During the day we saw long-running queries again involving certain data records. It looked like some records were damaged, so we decided to recreate our database completely. We scheduled a maintenance window for the next day.
Saturday, February 8th
We put our application into maintenance mode and pulled a backup from our database. We created a new database with the next higher size on Heroku and restored the backup. We monitored our database over the next days and didn’t see any more database errors.
Over the last few days we’ve done further load tests to determine if higher load or more long running requests could cause further problems. Those tests aren’t finished, but so far they have been successful in keeping up with much higher load. There are certain optimisations in our codebase we will work on in the future to make sure we reduce the load placed on specific parts of our system or reimplement those infrastructure parts to be able to deal with much higher load.
Our learnings and improvements
We agreed on a number of measures to prevent this from happening again:
We’ve now got a better understanding of problematic areas in our application and how we can fix them.
Better and stricter monitoring is in place that will notify us if any of those or similar errors happen again in the future so we can act immediately.
Our practices to deal with database errors have improved so in case of larger problems we can switch to different databases or maintain it more efficiently and with minimal interruption.

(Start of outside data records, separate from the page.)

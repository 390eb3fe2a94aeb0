use anyhow::{anyhow, Context as AnyhowContext, Result};
use raw_window_handle::{HasDisplayHandle, HasWindowHandle};

use crate::types::ViewportSize;

/// wgpu instance, device and the surface bound to the window.
pub(crate) struct GpuContext {
    _instance: wgpu::Instance,
    pub surface: wgpu::Surface<'static>,
    pub device: wgpu::Device,
    pub queue: wgpu::Queue,
    pub config: wgpu::SurfaceConfiguration,
    pub size: ViewportSize,
}

impl GpuContext {
    pub(crate) fn new<T>(target: T, initial_size: ViewportSize) -> Result<Self>
    where
        T: HasDisplayHandle + HasWindowHandle + Send + Sync + 'static,
    {
        target
            .window_handle()
            .map_err(|err| anyhow!("failed to acquire window handle: {err}"))?;
        target
            .display_handle()
            .map_err(|err| anyhow!("failed to acquire display handle: {err}"))?;

        let instance = wgpu::Instance::new(&wgpu::InstanceDescriptor {
            backends: wgpu::Backends::all(),
            flags: wgpu::InstanceFlags::default(),
            memory_budget_thresholds: wgpu::MemoryBudgetThresholds::default(),
            backend_options: wgpu::BackendOptions::default(),
        });
        let surface = instance
            .create_surface(target)
            .context("failed to create rendering surface")?;

        let adapter = pollster::block_on(instance.request_adapter(&wgpu::RequestAdapterOptions {
            power_preference: wgpu::PowerPreference::LowPower,
            compatible_surface: Some(&surface),
            force_fallback_adapter: false,
        }))
        .context("failed to find a suitable GPU adapter")?;

        let info = adapter.get_info();
        tracing::debug!(
            name = %info.name,
            backend = ?info.backend,
            device_type = ?info.device_type,
            "selected GPU adapter"
        );

        let limits = adapter.limits();
        let max_dimension = limits.max_texture_dimension_2d;
        let width = initial_size.width.max(1);
        let height = initial_size.height.max(1);
        if width > max_dimension || height > max_dimension {
            anyhow::bail!(
                "GPU max texture dimension is {max_dimension}, requested surface is {width}x{height}"
            );
        }

        let (device, queue) = pollster::block_on(adapter.request_device(&wgpu::DeviceDescriptor {
            label: Some("psyche device"),
            required_features: wgpu::Features::empty(),
            required_limits: limits.clone(),
            memory_hints: wgpu::MemoryHints::MemoryUsage,
            trace: wgpu::Trace::default(),
        }))
        .context("failed to create GPU device")?;

        let caps = surface.get_capabilities(&adapter);
        let format = caps
            .formats
            .iter()
            .copied()
            .find(|format| !format.is_srgb())
            .or_else(|| caps.formats.first().copied())
            .ok_or_else(|| anyhow!("surface reports no supported formats"))?;
        if format.is_srgb() {
            tracing::warn!(?format, "no non-sRGB surface format available; colors will be gamma-shifted");
        }

        // Fifo presents on vblank.
        let present_mode = wgpu::PresentMode::Fifo;
        let alpha_mode = caps
            .alpha_modes
            .first()
            .copied()
            .unwrap_or(wgpu::CompositeAlphaMode::Auto);
        tracing::debug!(?format, ?present_mode, ?alpha_mode, "configuring surface");

        let config = wgpu::SurfaceConfiguration {
            usage: wgpu::TextureUsages::RENDER_ATTACHMENT,
            format,
            width,
            height,
            present_mode,
            alpha_mode,
            view_formats: vec![],
            desired_maximum_frame_latency: 2,
        };
        surface.configure(&device, &config);

        Ok(Self {
            _instance: instance,
            surface,
            device,
            queue,
            config,
            size: ViewportSize::new(width, height),
        })
    }

    pub(crate) fn resize(&mut self, new_size: ViewportSize) {
        if new_size.is_empty() {
            return;
        }
        self.size = new_size;
        self.config.width = new_size.width;
        self.config.height = new_size.height;
        self.surface.configure(&self.device, &self.config);
    }

    pub(crate) fn format(&self) -> wgpu::TextureFormat {
        self.config.format
    }
}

Stronger load testing to put our application under high load will be regular events to determine possible points of failure.

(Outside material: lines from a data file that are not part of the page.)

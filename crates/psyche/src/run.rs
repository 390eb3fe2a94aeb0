use std::path::Path;

use anyhow::{bail, Context, Result};
use renderer::{compile_sources, pattern, Renderer, RendererConfig, ShaderSources, UniformTable, ViewportSize};
use serde::Serialize;
use tracing_subscriber::EnvFilter;
use viewconfig::ViewConfig;

use crate::cli::{RunArgs, SnapshotArgs};
use crate::paths::AppPaths;
use crate::settings;

pub fn run(args: &RunArgs) -> Result<()> {
    let config = resolve_config(args)?;
    tracing::debug!(?config, "resolved renderer configuration");
    let mut renderer = Renderer::new(config);
    renderer.run()
}

pub fn initialise_tracing() {
    let filter = EnvFilter::try_from_default_env().unwrap_or_else(|_| EnvFilter::new("info"));
    tracing_subscriber::fmt()
        .with_env_filter(filter)
        .with_target(false)
        .with_writer(std::io::stderr)
        .init();
}

fn resolve_config(args: &RunArgs) -> Result<RendererConfig> {
    let (file, base) = match &args.config {
        Some(path) => {
            let file = ViewConfig::load(path)
                .with_context(|| format!("failed to load config {}", path.display()))?;
            let base = path.parent().unwrap_or(Path::new(".")).to_path_buf();
            (file, base)
        }
        None => {
            let paths = AppPaths::discover()?;
            let path = paths.config_file();
            let file = ViewConfig::load_or_default(&path)
                .with_context(|| format!("failed to load config {}", path.display()))?;
            tracing::debug!(config = %path.display(), "resolved psyche config path");
            (file, paths.config_dir().to_path_buf())
        }
    };
    Ok(settings::resolve(&file, args, &base))
}

/// Prints the fragment stage the window would compile.
pub fn print_shader(args: &RunArgs) -> Result<()> {
    let config = resolve_config(args)?;
    let sources = ShaderSources::load(&config)?;
    print!("{}", sources.fragment);
    Ok(())
}

#[derive(Serialize)]
struct CheckReport<'a> {
    palette: &'a str,
    fragment_override: Option<&'a Path>,
    uniforms: &'a UniformTable,
}

/// Compiles and links both stages without a GPU.
pub fn check(args: &RunArgs) -> Result<()> {
    let config = resolve_config(args)?;
    let sources = ShaderSources::load(&config)?;
    let program = compile_sources(&sources).context("shader check failed")?;
    let report = CheckReport {
        palette: config.color_mapping.name(),
        fragment_override: config.fragment_override.as_deref(),
        uniforms: program.uniforms(),
    };
    println!("{}", serde_json::to_string_pretty(&report)?);
    Ok(())
}

/// Renders one frame with the CPU reference and saves it.
pub fn snapshot(args: &RunArgs, snapshot: &SnapshotArgs) -> Result<()> {
    let config = resolve_config(args)?;
    if config.fragment_override.is_some() {
        bail!("snapshot renders the bundled pattern only; drop --fragment or pattern.fragment");
    }
    let (width, height) = snapshot.resolution;
    let mut image = pattern::render_image(
        &config.color_mapping,
        ViewportSize::new(width, height),
        snapshot.time,
        [0.0, 0.0],
    );
    pattern::fade_over_black(&mut image, config.opacity);
    image
        .save(&snapshot.output)
        .with_context(|| format!("failed to write snapshot to {}", snapshot.output.display()))?;
    tracing::info!(
        path = %snapshot.output.display(),
        width,
        height,
        time = snapshot.time,
        palette = config.color_mapping.name(),
        "snapshot written"
    );
    Ok(())
}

Heroku and it’s Postgres cloud solution have helped us tremendously in the past to bring our product to market and iterate quickly. We still consider them to be the best service for us at this point. To be able to deal with faulty databases or problems in our infrastructure we needed and need to improve our practices and monitoring so we can keep the extremely high quality of service we want to provide to our customers. Especially as we do not have full access to those Postgres instances and need to rely on other data to determine faulty state.
We will keep pushing our tools and workflows that these interruptions aren’t happening in the first place, but if they occur are dealt with swiftly.
We are very sorry that this happened and sincerely hope that through our efforts we can rebuild the trust that might have been lost during this episode. As always we would love to get your feedback or suggestions on how we can improve and what your expectations and worries are.
Ship long and prosper!